### TASK STATEMENT
Please return the lines below verbatim, beginning at the one that has "use flowdeck_core::projection::combined_view;" and stopping after the one that has "let local = local?;", and add no other lines.

Data entries
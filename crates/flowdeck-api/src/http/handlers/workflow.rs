//! Handlers for the local workflow store routes.

use axum::Json;
use axum::extract::{Path, Query, State};
use serde::Deserialize;
use serde_json::{Value, json};
use tokio_util::sync::CancellationToken;
use uuid::Uuid;

use flowdeck_core::mirror::UpstreamScheduler;
use flowdeck_core::projection::combined_view;
use flowdeck_types::error::WorkflowError;
use flowdeck_types::workflow::{
    CommitEntry, DeletedWorkflow, LocalWorkflow, SaveWorkflowOutcome, SaveWorkflowRequest,
    WorkflowDetails,
};

use crate::http::error::AppError;
use crate::state::AppState;

/// POST /api/workflow/yaml - Save a workflow definition.
pub async fn save_workflow(
    State(state): State<AppState>,
    Json(body): Json<SaveWorkflowRequest>,
) -> Result<Json<SaveWorkflowOutcome>, AppError> {
    let outcome = state.store.save(body).await?;
    Ok(Json(outcome))
}

/// GET /api/workflow/local - List locally stored workflows.
pub async fn list_local(
    State(state): State<AppState>,
) -> Result<Json<Vec<LocalWorkflow>>, AppError> {
    let entries = state.store.list().await?;
    Ok(Json(entries))
}

/// GET /api/workflow/combined - Local and remote workflows joined by name.
///
/// An unreachable upstream fails the whole listing; the UI falls back to
/// the local-only view through `/workflow/local`.
pub async fn list_combined(State(state): State<AppState>) -> Result<Json<Vec<Value>>, AppError> {
    let cancel = CancellationToken::new();
    let (local, remote) = tokio::join!(state.store.list(), state.ds.list_workflows(&cancel));
    let local = local?;
    let remote = remote?;
    Ok(Json(combined_view(&local, &remote)))
}

/// GET /api/workflow/deleted - Deleted-but-recoverable workflows.
pub async fn list_deleted(
    State(state): State<AppState>,
) -> Result<Json<Vec<DeletedWorkflow>>, AppError> {
    let entries = state.store.deleted_list().await?;
    Ok(Json(entries))
}

/// GET /api/workflow/:uuid - Workflow detail including the raw YAML.
pub async fn details(
    State(state): State<AppState>,
    Path(uuid): Path<Uuid>,
) -> Result<Json<WorkflowDetails>, AppError> {
    match state.store.details(&uuid).await {
        Ok(details) => Ok(Json(details)),
        Err(e @ WorkflowError::NotFound(_)) => Err(AppError::NotFound(e.to_string())),
        Err(e) => Err(e.into()),
    }
}

#[derive(Debug, Deserialize)]
pub struct DeleteQuery {
    #[serde(rename = "projectCode")]
    project_code: Option<i64>,
    #[serde(rename = "workflowCode")]
    workflow_code: Option<i64>,
}

/// DELETE /api/workflow/:uuid - Delete a workflow locally and upstream.
///
/// A `ds-<projectCode>-<workflowCode>` identifier names a remote-only row;
/// only the upstream definition is deleted then. For a local workflow the
/// index row and file go first, followed by the upstream cascade: explicit
/// `projectCode`/`workflowCode` query parameters when the UI knows them,
/// otherwise a name-based lookup for workflows that were ever online.
pub async fn delete_workflow(
    State(state): State<AppState>,
    Path(uuid): Path<String>,
    Query(query): Query<DeleteQuery>,
) -> Result<Json<Value>, AppError> {
    if let Some((project_code, workflow_code)) = parse_synthetic_uuid(&uuid) {
        state.mirror.delete_remote(project_code, workflow_code).await?;
        return Ok(Json(json!({"deleted": true, "uuid": uuid})));
    }

    let uuid = Uuid::parse_str(&uuid)
        .map_err(|_| AppError::Internal(format!("invalid workflow identifier '{uuid}'")))?;
    let record = state.store.delete(&uuid).await?;

    match (query.project_code, query.workflow_code) {
        (Some(project_code), Some(workflow_code)) => {
            state.mirror.delete_remote(project_code, workflow_code).await?;
        }
        _ if record.online_version.is_some() => {
            if state.mirror.delete_remote_by_name(&record.name).await? {
                tracing::info!(workflow = %record.name, "deleted upstream counterpart by name");
            }
        }
        _ => {}
    }

    Ok(Json(json!({"deleted": true, "uuid": uuid})))
}

#[derive(Debug, Deserialize)]
pub struct ReparseRequest {
    content: String,
}

/// POST /api/workflow/reparse - Parse YAML without persisting anything.
pub async fn reparse(Json(body): Json<ReparseRequest>) -> Result<Json<Value>, AppError> {
    let parsed: Value = serde_yaml_ng::from_str(&body.content)
        .map_err(|e| AppError::Internal(format!("invalid YAML: {e}")))?;
    Ok(Json(json!({"parsed": parsed})))
}

/// GET /api/workflow/:uuid/history - Commit history of a workflow file.
pub async fn history(
    State(state): State<AppState>,
    Path(uuid): Path<Uuid>,
) -> Result<Json<Vec<CommitEntry>>, AppError> {
    let entries = state.store.history(&uuid).await?;
    Ok(Json(entries))
}

/// GET /api/workflow/:uuid/commit/:hash - Diff a commit introduced.
pub async fn commit_diff(
    State(state): State<AppState>,
    Path((uuid, hash)): Path<(Uuid, String)>,
) -> Result<Json<Value>, AppError> {
    let diff = state.store.diff_at(&uuid, &hash).await?;
    Ok(Json(json!({"diff": diff})))
}

#[derive(Debug, Deserialize)]
pub struct RestoreRequest {
    path: String,
    commit: String,
}

/// POST /api/workflow/restore - Bring a deleted workflow file back.
pub async fn restore(
    State(state): State<AppState>,
    Json(body): Json<RestoreRequest>,
) -> Result<Json<Value>, AppError> {
    state.store.restore(&body.path, &body.commit).await?;
    Ok(Json(json!({"restored": true, "path": body.path})))
}

#[derive(Debug, Deserialize)]
pub struct RevertRequest {
    workflow_uuid: Uuid,
    commit_hash: String,
}

/// POST /api/workflow/revert - Roll a workflow back to an earlier commit.
pub async fn revert(
    State(state): State<AppState>,
    Json(body): Json<RevertRequest>,
) -> Result<Json<Value>, AppError> {
    state.store.revert(&body.workflow_uuid, &body.commit_hash).await?;
    Ok(Json(json!({"reverted": true, "uuid": body.workflow_uuid})))
}

/// GET /api/workflow/content/:hash/:filename - File content just before the
/// change at `hash`; for a deletion commit this is the deleted content.
pub async fn content_at_change(
    State(state): State<AppState>,
    Path((hash, filename)): Path<(String, String)>,
) -> Result<Json<Value>, AppError> {
    let content = state.store.content_before_change(&filename, &hash).await?;
    Ok(Json(json!({"content": content})))
}

/// Parse the synthetic `ds-<projectCode>-<workflowCode>` identifier the
/// combined view assigns to remote-only workflows.
fn parse_synthetic_uuid(raw: &str) -> Option<(i64, i64)> {
    let rest = raw.strip_prefix("ds-")?;
    let (project, workflow) = rest.split_once('-')?;
    Some((project.parse().ok()?, workflow.parse().ok()?))
}
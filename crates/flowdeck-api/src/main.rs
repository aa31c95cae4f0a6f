//! Flowdeck console entry point.
//!
//! Binary name: `flowdeck`
//!
//! Parses CLI arguments, initializes the workflow store and upstream client,
//! then starts the REST API server (or emits shell completions).

mod cli;
mod http;
mod state;

use clap::Parser;
use clap_complete::generate;

use cli::{Cli, Commands};
use state::AppState;

#[tokio::main]
async fn main() -> anyhow::Result<()> {
    let cli = Cli::parse();

    // Shell completions need neither tracing nor app state
    if let Commands::Completions { shell } = &cli.command {
        let mut cmd = <Cli as clap::CommandFactory>::command();
        generate(*shell, &mut cmd, "flowdeck", &mut std::io::stdout());
        return Ok(());
    }

    // Set up tracing based on verbosity; RUST_LOG wins when set
    let filter = match cli.verbose {
        0 if cli.quiet => "error",
        0 => "info",
        1 => "info,flowdeck=debug",
        _ => "trace",
    };
    let otel = matches!(&cli.command, Commands::Serve { otel: true, .. });
    flowdeck_observe::tracing_setup::init_tracing(filter, otel)
        .map_err(anyhow::Error::from_boxed)?;

    // Initialize application state (config, DB, git store, upstream client)
    let state = AppState::init().await?;

    match cli.command {
        Commands::Serve { port, host, .. } => {
            let host = host.unwrap_or_else(|| state.config.server.host.clone());
            let port = port.unwrap_or(state.config.server.port);

            let addr = format!("{host}:{port}");
            let listener = tokio::net::TcpListener::bind(&addr).await?;

            println!(
                "  {} Flowdeck console listening on {}",
                console::style("⚡").bold(),
                console::style(format!("http://{addr}")).cyan()
            );
            println!("  {}", console::style("Press Ctrl+C to stop").dim());

            let router = http::router::build_router(state);

            axum::serve(listener, router)
                .with_graceful_shutdown(shutdown_signal())
                .await?;

            println!("\n  Server stopped.");
        }

        Commands::Completions { .. } => unreachable!("handled above"),
    }

    flowdeck_observe::tracing_setup::shutdown_tracing();

    Ok(())
}

/// Wait for Ctrl+C or SIGTERM for graceful shutdown.
async fn shutdown_signal() {
    let ctrl_c = async {
        tokio::signal::ctrl_c()
            .await
            .expect("failed to install Ctrl+C handler");
    };

    #[cfg(unix)]
    let terminate = async {
        tokio::signal::unix::signal(tokio::signal::unix::SignalKind::terminate())
            .expect("failed to install SIGTERM handler")
            .recv()
            .await;
    };

    #[cfg(not(unix))]
    let terminate = std::future::pending::<()>();

    tokio::select! {
        _ = ctrl_c => {},
        _ = terminate => {},
    }
}
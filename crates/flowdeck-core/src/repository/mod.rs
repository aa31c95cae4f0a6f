//! Repository trait for the workflow metadata index.
//!
//! The index is the queryable complement to the commit store: one row per
//! workflow carrying its name, online version and upstream linkage. The
//! sqlite implementation lives in `flowdeck-infra`.

pub mod workflow;

pub use workflow::WorkflowIndex;
//! Payload types for the upstream DolphinScheduler-compatible API.
//!
//! Every response arrives wrapped in the `{code, msg, data}` envelope; a
//! non-zero `code` is an application-level failure even on HTTP 200. Requests
//! are form-encoded, so the write-side payloads know how to render themselves
//! into string form fields. Fields the console does not interpret are carried
//! through untouched in `extra` maps.

use std::collections::BTreeMap;

use serde::{Deserialize, Serialize};

use crate::error::UpstreamError;

// ---------------------------------------------------------------------------
// Response envelope
// ---------------------------------------------------------------------------

/// Response envelope for every upstream scheduler API call.
#[derive(Debug, Clone, Serialize, Deserialize)]
#[serde(bound(deserialize = "T: serde::Deserialize<'de>"))]
pub struct DsEnvelope<T> {
    pub code: i64,
    #[serde(default, skip_serializing_if = "Option::is_none")]
    pub msg: Option<String>,
    #[serde(default, skip_serializing_if = "Option::is_none")]
    pub data: Option<T>,
}

impl<T> DsEnvelope<T> {
    /// Unwrap the envelope, mapping a non-zero `code` to an API error tagged
    /// with the operation name. `data` may legitimately be absent.
    pub fn ok(self, op: &str) -> Result<Option<T>, UpstreamError> {
        if self.code != 0 {
            return Err(UpstreamError::Api {
                op: op.to_string(),
                code: self.code,
                msg: self.msg.unwrap_or_default(),
            });
        }
        Ok(self.data)
    }

    /// Unwrap the envelope and require a `data` payload.
    pub fn require_data(self, op: &str) -> Result<T, UpstreamError> {
        let op_name = op.to_string();
        self.ok(op)?
            .ok_or_else(|| UpstreamError::Decode(format!("missing data in {op_name} response")))
    }
}

/// One page of a paged listing (`totalList` plus the total row count).
#[derive(Debug, Clone, Serialize, Deserialize)]
pub struct PageData<T> {
    #[serde(rename = "totalList", default = "Vec::new")]
    pub total_list: Vec<T>,
    #[serde(default)]
    pub total: i64,
}

// ---------------------------------------------------------------------------
// Entities
// ---------------------------------------------------------------------------

/// An upstream project.
#[derive(Debug, Clone, Serialize, Deserialize)]
pub struct Project {
    pub code: i64,
    pub name: String,
    #[serde(flatten)]
    pub extra: serde_json::Map<String, serde_json::Value>,
}

/// A workflow definition as known to the upstream scheduler.
///
/// `project_name` and `uuid` are not part of the wire format; the client
/// fills them in when flattening the per-project listings into one view.
/// The synthetic `uuid` is `ds-<projectCode>-<code>`.
#[derive(Debug, Clone, Serialize, Deserialize)]
pub struct RemoteWorkflow {
    pub code: i64,
    pub name: String,
    #[serde(rename = "projectCode", default, skip_serializing_if = "Option::is_none")]
    pub project_code: Option<i64>,
    #[serde(rename = "releaseState", default, skip_serializing_if = "Option::is_none")]
    pub release_state: Option<String>,
    #[serde(rename = "projectName", default, skip_serializing_if = "Option::is_none")]
    pub project_name: Option<String>,
    #[serde(default, skip_serializing_if = "Option::is_none")]
    pub uuid: Option<String>,
    #[serde(flatten)]
    pub extra: serde_json::Map<String, serde_json::Value>,
}

impl RemoteWorkflow {
    /// Whether the definition is currently released ONLINE.
    pub fn is_online(&self) -> bool {
        self.release_state.as_deref() == Some("ONLINE")
    }

    /// The synthetic identifier for a remote-only workflow.
    pub fn synthetic_uuid(project_code: i64, workflow_code: i64) -> String {
        format!("ds-{project_code}-{workflow_code}")
    }
}

/// An execution environment registered in the upstream scheduler.
#[derive(Debug, Clone, Serialize, Deserialize)]
pub struct Environment {
    pub code: i64,
    pub name: String,
    #[serde(flatten)]
    pub extra: serde_json::Map<String, serde_json::Value>,
}

/// A schedule attached to an upstream workflow definition.
#[derive(Debug, Clone, Serialize, Deserialize)]
pub struct RemoteSchedule {
    pub id: i64,
    #[serde(rename = "releaseState", default, skip_serializing_if = "Option::is_none")]
    pub release_state: Option<String>,
    #[serde(flatten)]
    pub extra: serde_json::Map<String, serde_json::Value>,
}

impl RemoteSchedule {
    pub fn is_online(&self) -> bool {
        self.release_state.as_deref() == Some("ONLINE")
    }
}

/// Release state transition target for a workflow definition.
#[derive(Debug, Clone, Copy, PartialEq, Eq)]
pub enum ReleaseState {
    Online,
    Offline,
}

impl ReleaseState {
    pub fn as_str(&self) -> &'static str {
        match self {
            ReleaseState::Online => "ONLINE",
            ReleaseState::Offline => "OFFLINE",
        }
    }
}

// ---------------------------------------------------------------------------
// Reconcile payload
// ---------------------------------------------------------------------------

/// Payload for reconciling a workflow definition to the upstream scheduler.
///
/// Built by the UI's YAML compiler; the console interprets only `name`,
/// `project`, `isNew`, `schedule`, and `taskDefinitionJson`. Everything else
/// is passed through to the upstream form encoding as-is.
#[derive(Debug, Clone, Default, Serialize, Deserialize)]
pub struct ReconcileRequest {
    #[serde(default)]
    pub name: String,
    /// Target project name; defaults to `default` when absent.
    #[serde(default, skip_serializing_if = "Option::is_none")]
    pub project: Option<String>,
    /// Set by the UI when the user explicitly created a new workflow; a name
    /// collision is then rejected instead of treated as an update.
    #[serde(rename = "isNew", default, skip_serializing_if = "Option::is_none")]
    pub is_new: Option<bool>,
    #[serde(default, skip_serializing_if = "Option::is_none")]
    pub schedule: Option<ScheduleSpec>,
    #[serde(
        rename = "taskDefinitionJson",
        default,
        skip_serializing_if = "Option::is_none"
    )]
    pub task_definition_json: Option<String>,
    #[serde(flatten)]
    pub extra: serde_json::Map<String, serde_json::Value>,
}

impl ReconcileRequest {
    /// The project name to reconcile into.
    pub fn project_name(&self) -> &str {
        self.project.as_deref().unwrap_or("default")
    }

    /// Whether the payload carries a non-empty task list. Definitions without
    /// tasks are upserted but never released ONLINE.
    pub fn has_tasks(&self) -> bool {
        match self.task_definition_json.as_deref().map(str::trim) {
            Some("") | Some("[]") | None => false,
            Some(_) => true,
        }
    }

    /// Render the payload as upstream form fields.
    ///
    /// `project`, `isNew`, and `schedule` are consumed by the reconcile flow
    /// itself and never sent; null passthrough values are dropped.
    pub fn to_form(&self) -> BTreeMap<String, String> {
        let mut form = BTreeMap::new();
        form.insert("name".to_string(), self.name.clone());
        if let Some(json) = &self.task_definition_json {
            form.insert("taskDefinitionJson".to_string(), json.clone());
        }
        for (key, value) in &self.extra {
            if value.is_null() {
                continue;
            }
            form.insert(key.clone(), form_value(value));
        }
        form
    }
}

/// Schedule definition in the shape the upstream scheduler expects as the
/// JSON-encoded `schedule` form field.
#[derive(Debug, Clone, Serialize, Deserialize)]
pub struct ScheduleSpec {
    #[serde(rename = "startTime", default, skip_serializing_if = "Option::is_none")]
    pub start_time: Option<String>,
    #[serde(rename = "endTime", default, skip_serializing_if = "Option::is_none")]
    pub end_time: Option<String>,
    pub crontab: String,
    #[serde(rename = "timezoneId", default, skip_serializing_if = "Option::is_none")]
    pub timezone_id: Option<String>,
}

impl ScheduleSpec {
    /// The JSON string sent as the `schedule` form field.
    pub fn to_form_value(&self) -> String {
        serde_json::to_string(self).unwrap_or_default()
    }
}

/// Outcome of a successful reconcile: where the definition now lives.
#[derive(Debug, Clone, Serialize, Deserialize)]
#[serde(rename_all = "camelCase")]
pub struct ReconcileOutcome {
    pub project_code: i64,
    pub process_definition_code: i64,
}

// ---------------------------------------------------------------------------
// Execute payload
// ---------------------------------------------------------------------------

/// Request body for starting a workflow instance.
///
/// Carries either plain start-process semantics or a backfill window.
#[derive(Debug, Clone, Default, Serialize, Deserialize)]
pub struct ExecuteRequest {
    #[serde(rename = "isBackfill", default)]
    pub is_backfill: bool,
    /// Backfill run mode: `parallel` or `serial`.
    #[serde(rename = "runMode", default, skip_serializing_if = "Option::is_none")]
    pub run_mode: Option<String>,
    /// Backfill execution order: `ASC` or `DESC` (case-insensitive).
    #[serde(rename = "runOrder", default, skip_serializing_if = "Option::is_none")]
    pub run_order: Option<String>,
    #[serde(rename = "startDate", default, skip_serializing_if = "Option::is_none")]
    pub start_date: Option<String>,
    #[serde(rename = "endDate", default, skip_serializing_if = "Option::is_none")]
    pub end_date: Option<String>,
    /// Process definition version to run, when the UI pins one.
    #[serde(default, skip_serializing_if = "Option::is_none")]
    pub version: Option<i64>,
}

### OUTPUT FOR THIS TASK
use flowdeck_core::projection::combined_view;
use flowdeck_types::error::WorkflowError;
use flowdeck_types::workflow::{
    CommitEntry, DeletedWorkflow, LocalWorkflow, SaveWorkflowOutcome, SaveWorkflowRequest,
    WorkflowDetails,
};

use crate::http::error::AppError;
use crate::state::AppState;

/// POST /api/workflow/yaml - Save a workflow definition.
pub async fn save_workflow(
    State(state): State<AppState>,
    Json(body): Json<SaveWorkflowRequest>,
) -> Result<Json<SaveWorkflowOutcome>, AppError> {
    let outcome = state.store.save(body).await?;
    Ok(Json(outcome))
}

/// GET /api/workflow/local - List locally stored workflows.
pub async fn list_local(
    State(state): State<AppState>,
) -> Result<Json<Vec<LocalWorkflow>>, AppError> {
    let entries = state.store.list().await?;
    Ok(Json(entries))
}

/// GET /api/workflow/combined - Local and remote workflows joined by name.
///
/// An unreachable upstream fails the whole listing; the UI falls back to
/// the local-only view through `/workflow/local`.
pub async fn list_combined(State(state): State<AppState>) -> Result<Json<Vec<Value>>, AppError> {
    let cancel = CancellationToken::new();
    let (local, remote) = tokio::join!(state.store.list(), state.ds.list_workflows(&cancel));
    let local = local?;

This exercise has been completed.